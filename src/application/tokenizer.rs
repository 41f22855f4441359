//! # Tokenizer
//!
//! Splits a raw `!postman` argument line into method, URL, `key:value` parameters and `--` flags.
//! Double quotes group text (including spaces and colons) into a single token and are stripped;
//! `\"` and `\\` produce literal characters.

use crate::domain::errors::ParseError;
use crate::domain::types::{Parameter, Token, TokenSequence};

struct Word {
    text: String,
    quoted: bool,
}

pub fn tokenize(raw: &str) -> Result<TokenSequence, ParseError> {
    let mut method = None;
    let mut url = None;
    let mut parameters = Vec::new();
    let mut flags = Vec::new();

    for word in split_words(raw)? {
        match classify(word, method.is_some(), url.is_some())? {
            Token::Method(m) => method = Some(m),
            Token::Url(u) => url = Some(u),
            Token::Parameter(p) => parameters.push(p),
            Token::Flag(f) => flags.push(f),
        }
    }

    Ok(TokenSequence {
        method: method.ok_or(ParseError::MissingMethod)?,
        url: url.ok_or(ParseError::MissingUrl)?,
        parameters,
        flags,
    })
}

fn classify(word: Word, seen_method: bool, seen_url: bool) -> Result<Token, ParseError> {
    if !word.quoted && word.text.starts_with("--") {
        return Ok(Token::Flag(word.text));
    }
    match (seen_method, seen_url) {
        (false, _) => Ok(Token::Method(word.text)),
        (true, false) => Ok(Token::Url(word.text)),
        (true, true) => parse_parameter(word.text).map(Token::Parameter),
    }
}

fn parse_parameter(text: String) -> Result<Parameter, ParseError> {
    match text.split_once(':') {
        Some((key, value)) if !key.trim().is_empty() => Ok(Parameter {
            key: key.trim().to_string(),
            value: value.to_string(),
        }),
        _ => Err(ParseError::MalformedParameter(text)),
    }
}

fn split_words(raw: &str) -> Result<Vec<Word>, ParseError> {
    let mut words = Vec::new();
    let mut current = String::new();
    let mut in_word = false;
    let mut in_quotes = false;
    let mut quoted = false;
    let mut chars = raw.chars().peekable();

    while let Some(c) = chars.next() {
        match c {
            '\\' if matches!(chars.peek(), Some('"' | '\\')) => {
                if let Some(escaped) = chars.next() {
                    current.push(escaped);
                }
                in_word = true;
            }
            // Mobile keyboards like to "smarten" quotes.
            '"' | '\u{201C}' | '\u{201D}' => {
                in_quotes = !in_quotes;
                quoted = true;
                in_word = true;
            }
            c if c.is_whitespace() && !in_quotes => {
                if in_word {
                    words.push(Word {
                        text: std::mem::take(&mut current),
                        quoted,
                    });
                    in_word = false;
                    quoted = false;
                }
            }
            c => {
                current.push(c);
                in_word = true;
            }
        }
    }

    if in_quotes {
        return Err(ParseError::UnterminatedQuote);
    }
    if in_word {
        words.push(Word {
            text: current,
            quoted,
        });
    }

    Ok(words)
}
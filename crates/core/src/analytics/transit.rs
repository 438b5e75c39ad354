use crate::domain::shipment::DEFAULT_TRANSIT_DAYS;

pub trait TransitEstimator: Send + Sync {
    fn estimate(&self, method: &str, zone: u8) -> u32;
}

#[derive(Default)]
pub struct DeterministicTransitEstimator;

impl TransitEstimator for DeterministicTransitEstimator {
    fn estimate(&self, method: &str, zone: u8) -> u32 {
        estimate_transit_days(method, zone)
    }
}

/// Map a shipping-method label and zone to expected transit days. Matching is
/// case-insensitive on substrings, and rule order is significant: labels like
/// "SPD Express" carry several keywords and the first rule wins.
pub fn estimate_transit_days(method: &str, zone: u8) -> u32 {
    let method = method.to_ascii_uppercase();

    if method.contains("SPD") || method.contains("GROUND") {
        return match zone {
            0..=2 => 2,
            3..=4 => 3,
            5..=6 => 4,
            _ => 5,
        };
    }
    if method.contains("EXPRESS") || method.contains("2-DAY") {
        return 2;
    }
    if method.contains("OVERNIGHT") || method.contains("NEXT DAY") {
        return 1;
    }

    DEFAULT_TRANSIT_DAYS
}
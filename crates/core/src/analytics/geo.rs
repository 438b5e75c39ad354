use crate::domain::shipment::DEFAULT_ZONE;

const EARTH_RADIUS_MILES: f64 = 3959.0;

/// Distance assumed when either state is missing from the anchor table.
/// Approximate output beats blocking the pipeline on one odd code.
const DEFAULT_DISTANCE_MILES: f64 = 1500.0;

/// Zone assigned to the same-state case; carrier charts never go below 2 for
/// zip-to-zip moves.
const SAME_STATE_ZONE: u8 = 2;

#[derive(Clone, Copy, Debug)]
pub struct ZipRange {
    pub min: u32,
    pub max: u32,
    pub name: &'static str,
    pub code: &'static str,
}

#[derive(Clone, Copy, Debug)]
pub struct StateAnchor {
    pub code: &'static str,
    pub lat: f64,
    pub lon: f64,
}

#[derive(Clone, Copy, Debug, PartialEq, Eq)]
pub struct ResolvedState {
    pub name: &'static str,
    pub code: &'static str,
}

const fn range(min: u32, max: u32, name: &'static str, code: &'static str) -> ZipRange {
    ZipRange { min, max, name, code }
}

/// USPS-style zip intervals, ascending, covering the full US zip space
/// including DC, Puerto Rico, and the Virgin Islands. Oklahoma is split
/// around the 733xx block, which belongs to Austin, TX.
static ZIP_RANGES: &[ZipRange] = &[
    range(501, 544, "New York", "NY"),
    range(601, 988, "Puerto Rico", "PR"),
    range(801, 851, "Virgin Islands", "VI"),
    range(1001, 2791, "Massachusetts", "MA"),
    range(2801, 2940, "Rhode Island", "RI"),
    range(3031, 3897, "New Hampshire", "NH"),
    range(3901, 4992, "Maine", "ME"),
    range(5001, 5907, "Vermont", "VT"),
    range(6001, 6928, "Connecticut", "CT"),
    range(7001, 8989, "New Jersey", "NJ"),
    range(10001, 14975, "New York", "NY"),
    range(15001, 19640, "Pennsylvania", "PA"),
    range(19701, 19980, "Delaware", "DE"),
    range(20001, 20599, "District of Columbia", "DC"),
    range(20601, 21930, "Maryland", "MD"),
    range(22001, 24658, "Virginia", "VA"),
    range(24701, 26886, "West Virginia", "WV"),
    range(27006, 28909, "North Carolina", "NC"),
    range(29001, 29948, "South Carolina", "SC"),
    range(30001, 31999, "Georgia", "GA"),
    range(32004, 34997, "Florida", "FL"),
    range(35004, 36925, "Alabama", "AL"),
    range(37010, 38589, "Tennessee", "TN"),
    range(38601, 39776, "Mississippi", "MS"),
    range(39901, 39901, "Georgia", "GA"),
    range(40003, 42788, "Kentucky", "KY"),
    range(43001, 45999, "Ohio", "OH"),
    range(46001, 47997, "Indiana", "IN"),
    range(48001, 49971, "Michigan", "MI"),
    range(50001, 52809, "Iowa", "IA"),
    range(53001, 54990, "Wisconsin", "WI"),
    range(55001, 56763, "Minnesota", "MN"),
    range(57001, 57799, "South Dakota", "SD"),
    range(58001, 58856, "North Dakota", "ND"),
    range(59001, 59937, "Montana", "MT"),
    range(60001, 62999, "Illinois", "IL"),
    range(63001, 65899, "Missouri", "MO"),
    range(66002, 67954, "Kansas", "KS"),
    range(68001, 69367, "Nebraska", "NE"),
    range(70001, 71497, "Louisiana", "LA"),
    range(71601, 72959, "Arkansas", "AR"),
    range(73001, 73199, "Oklahoma", "OK"),
    range(73301, 73344, "Texas", "TX"),
    range(73401, 74966, "Oklahoma", "OK"),
    range(75001, 79999, "Texas", "TX"),
    range(80001, 81658, "Colorado", "CO"),
    range(82001, 83128, "Wyoming", "WY"),
    range(83201, 83876, "Idaho", "ID"),
    range(84001, 84784, "Utah", "UT"),
    range(85001, 86556, "Arizona", "AZ"),
    range(87001, 88441, "New Mexico", "NM"),
    range(88510, 88589, "Texas", "TX"),
    range(88901, 89883, "Nevada", "NV"),
    range(90001, 96162, "California", "CA"),
    range(96701, 96898, "Hawaii", "HI"),
    range(97001, 97920, "Oregon", "OR"),
    range(98001, 99403, "Washington", "WA"),
    range(99501, 99950, "Alaska", "AK"),
];

const fn anchor(code: &'static str, lat: f64, lon: f64) -> StateAnchor {
    StateAnchor { code, lat, lon }
}

/// Representative anchor point per state: the dominant parcel metro, not the
/// geographic centroid.
static STATE_ANCHORS: &[StateAnchor] = &[
    anchor("AL", 33.5207, -86.8025),
    anchor("AK", 61.2181, -149.9003),
    anchor("AZ", 33.4484, -112.0740),
    anchor("AR", 34.7465, -92.2896),
    anchor("CA", 37.7749, -122.4194),
    anchor("CO", 39.7392, -104.9903),
    anchor("CT", 41.7658, -72.6734),
    anchor("DE", 39.7391, -75.5398),
    anchor("DC", 38.9072, -77.0369),
    anchor("FL", 28.5383, -81.3792),
    anchor("GA", 33.7490, -84.3880),
    anchor("HI", 21.3069, -157.8583),
    anchor("ID", 43.6150, -116.2023),
    anchor("IL", 41.8781, -87.6298),
    anchor("IN", 39.7684, -86.1581),
    anchor("IA", 41.5868, -93.6250),
    anchor("KS", 37.6872, -97.3301),
    anchor("KY", 38.2527, -85.7585),
    anchor("LA", 29.9511, -90.0715),
    anchor("ME", 43.6591, -70.2568),
    anchor("MD", 39.2904, -76.6122),
    anchor("MA", 42.3601, -71.0589),
    anchor("MI", 42.3314, -83.0458),
    anchor("MN", 44.9778, -93.2650),
    anchor("MS", 32.2988, -90.1848),
    anchor("MO", 39.0997, -94.5786),
    anchor("MT", 45.7833, -108.5007),
    anchor("NE", 41.2565, -95.9345),
    anchor("NV", 36.1699, -115.1398),
    anchor("NH", 42.9956, -71.4548),
    anchor("NJ", 40.7357, -74.1724),
    anchor("NM", 35.0844, -106.6504),
    anchor("NY", 40.7128, -74.0060),
    anchor("NC", 35.2271, -80.8431),
    anchor("ND", 46.8772, -96.7898),
    anchor("OH", 39.9612, -82.9988),
    anchor("OK", 35.4676, -97.5164),
    anchor("OR", 45.5152, -122.6784),
    anchor("PA", 39.9526, -75.1652),
    anchor("PR", 18.4655, -66.1057),
    anchor("RI", 41.8240, -71.4128),
    anchor("SC", 34.0007, -81.0348),
    anchor("SD", 43.5446, -96.7311),
    anchor("TN", 35.1495, -90.0490),
    anchor("TX", 32.7767, -96.7970),
    anchor("UT", 40.7608, -111.8910),
    anchor("VT", 44.4759, -73.2121),
    anchor("VA", 37.5407, -77.4360),
    anchor("VI", 18.3419, -64.9307),
    anchor("WA", 47.6062, -122.3321),
    anchor("WV", 38.3498, -81.6326),
    anchor("WI", 43.0389, -87.9065),
    anchor("WY", 41.1400, -104.8202),
];

/// Resolves postal codes to states and estimates inter-state distance and
/// shipping zone. The tables are read-only; one resolver can be shared
/// across threads freely.
#[derive(Clone, Copy, Debug)]
pub struct GeoResolver {
    ranges: &'static [ZipRange],
    anchors: &'static [StateAnchor],
}

impl Default for GeoResolver {
    fn default() -> Self {
        Self { ranges: ZIP_RANGES, anchors: STATE_ANCHORS }
    }
}

impl GeoResolver {
    pub fn new() -> Self {
        Self::default()
    }

    /// Substitute tables, used by tests that need deterministic geography.
    pub fn with_tables(ranges: &'static [ZipRange], anchors: &'static [StateAnchor]) -> Self {
        Self { ranges, anchors }
    }

    /// Resolve a postal code to its state. `None` means unknown; callers fall
    /// back to the default zone rather than failing.
    pub fn resolve(&self, zip: &str) -> Option<ResolvedState> {
        let value = normalize_zip(zip)?;
        self.ranges
            .iter()
            .find(|range| value >= range.min && value <= range.max)
            .map(|range| ResolvedState { name: range.name, code: range.code })
    }

    /// Great-circle miles between two state anchors. Unknown codes degrade to
    /// a fixed mid-continent distance instead of erroring.
    pub fn distance(&self, code_a: &str, code_b: &str) -> f64 {
        let (Some(a), Some(b)) = (self.anchor_for(code_a), self.anchor_for(code_b)) else {
            return DEFAULT_DISTANCE_MILES;
        };
        haversine_miles(a.lat, a.lon, b.lat, b.lon)
    }

    /// Carrier-style zone between two zips. An approximation of published
    /// zone charts: same state is always zone 2, everything else buckets on
    /// anchor distance.
    pub fn zone(&self, origin_zip: &str, dest_zip: &str) -> u8 {
        let (Some(origin), Some(dest)) = (self.resolve(origin_zip), self.resolve(dest_zip)) else {
            return DEFAULT_ZONE;
        };

        if origin.code == dest.code {
            return SAME_STATE_ZONE;
        }

        match self.distance(origin.code, dest.code) {
            d if d < 500.0 => 3,
            d if d < 1000.0 => 4,
            d if d < 1500.0 => 5,
            d if d < 2000.0 => 6,
            d if d < 2500.0 => 7,
            _ => 8,
        }
    }

    fn anchor_for(&self, code: &str) -> Option<&StateAnchor> {
        self.anchors.iter().find(|anchor| anchor.code == code)
    }
}

/// Cut any +4 suffix, trim, and read the base as a number; numeric parsing
/// makes left-padding to five digits implicit ("601" and "00601" are the same
/// interval key).
fn normalize_zip(raw: &str) -> Option<u32> {
    let base = raw.split('-').next().unwrap_or_default().trim();
    if base.is_empty() || base.len() > 5 || !base.bytes().all(|b| b.is_ascii_digit()) {
        return None;
    }
    base.parse().ok()
}

fn haversine_miles(lat_a: f64, lon_a: f64, lat_b: f64, lon_b: f64) -> f64 {
    let d_lat = (lat_b - lat_a).to_radians();
    let d_lon = (lon_b - lon_a).to_radians();
    let a = (d_lat / 2.0).sin().powi(2)
        + lat_a.to_radians().cos() * lat_b.to_radians().cos() * (d_lon / 2.0).sin().powi(2);
    let c = 2.0 * a.sqrt().asin();
    EARTH_RADIUS_MILES * c
}

#[cfg(test)]
mod tests {
    use super::{GeoResolver, StateAnchor, ZipRange};

    #[test]
    fn resolves_known_zips_to_states() {
        let geo = GeoResolver::new();

        assert_eq!(geo.resolve("10001").expect("nyc").code, "NY");
        assert_eq!(geo.resolve("90001").expect("la").code, "CA");
        assert_eq!(geo.resolve("20500").expect("dc").code, "DC");
        assert_eq!(geo.resolve("00601").expect("pr").code, "PR");
        assert_eq!(geo.resolve("00801").expect("vi").code, "VI");
    }

    #[test]
    fn normalization_handles_suffixes_padding_and_whitespace() {
        let geo = GeoResolver::new();

        assert_eq!(geo.resolve("90001-1234").expect("plus four").code, "CA");
        assert_eq!(geo.resolve(" 601 ").expect("short pr zip").code, "PR");
        assert!(geo.resolve("").is_none());
        assert!(geo.resolve("ABCDE").is_none());
        assert!(geo.resolve("123456").is_none());
    }

    #[test]
    fn zip_outside_all_intervals_is_unknown() {
        assert!(GeoResolver::new().resolve("00000").is_none());
    }

    #[test]
    fn austin_block_resolves_to_texas_not_oklahoma() {
        let geo = GeoResolver::new();
        assert_eq!(geo.resolve("73301").expect("austin").code, "TX");
        assert_eq!(geo.resolve("73102").expect("okc").code, "OK");
        assert_eq!(geo.resolve("74101").expect("tulsa").code, "OK");
    }

    #[test]
    fn distance_degrades_to_default_for_unknown_codes() {
        let geo = GeoResolver::new();
        assert_eq!(geo.distance("NY", "ZZ"), 1500.0);
        assert_eq!(geo.distance("ZZ", "YY"), 1500.0);
    }

    #[test]
    fn coast_to_coast_distance_exceeds_top_zone_threshold() {
        let distance = GeoResolver::new().distance("NY", "CA");
        assert!(distance > 2500.0, "NY->CA anchor distance was {distance}");
    }

    #[test]
    fn same_zip_is_always_zone_two() {
        let geo = GeoResolver::new();
        assert_eq!(geo.zone("10001", "10001"), 2);
        assert_eq!(geo.zone("90001", "96150"), 2);
    }

    #[test]
    fn zone_buckets_follow_distance_thresholds() {
        let geo = GeoResolver::new();

        // NYC anchor against progressively farther metros.
        assert_eq!(geo.zone("10001", "21201"), 3); // Baltimore, well under 500
        assert_eq!(geo.zone("10001", "60601"), 4); // Chicago, ~710
        assert_eq!(geo.zone("10001", "75201"), 5); // Dallas, ~1370
        assert_eq!(geo.zone("10001", "80202"), 6); // Denver, ~1620
        assert_eq!(geo.zone("10001", "85001"), 7); // Phoenix, ~2140
        assert_eq!(geo.zone("10001", "90001"), 8); // Bay Area anchor, >2500
    }

    #[test]
    fn unresolved_zip_falls_back_to_default_zone() {
        let geo = GeoResolver::new();
        assert_eq!(geo.zone("00000", "90001"), 5);
        assert_eq!(geo.zone("10001", ""), 5);
    }

    #[test]
    fn substituted_tables_drive_resolution() {
        static RANGES: &[ZipRange] =
            &[ZipRange { min: 1, max: 99999, name: "Testland", code: "TL" }];
        static ANCHORS: &[StateAnchor] = &[StateAnchor { code: "TL", lat: 0.0, lon: 0.0 }];

        let geo = GeoResolver::with_tables(RANGES, ANCHORS);
        assert_eq!(geo.resolve("42424").expect("testland").code, "TL");
        assert_eq!(geo.zone("00001", "99999"), 2);
    }
}
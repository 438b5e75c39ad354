use std::process::ExitCode;

fn main() -> ExitCode {
    freightscope_cli::run()
}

################

Using the listing above, show each line with the word "core" in it.

**Response below**:
filename crates/core/src/analytics/transit.rs
filename crates/core/src/analytics/geo.rs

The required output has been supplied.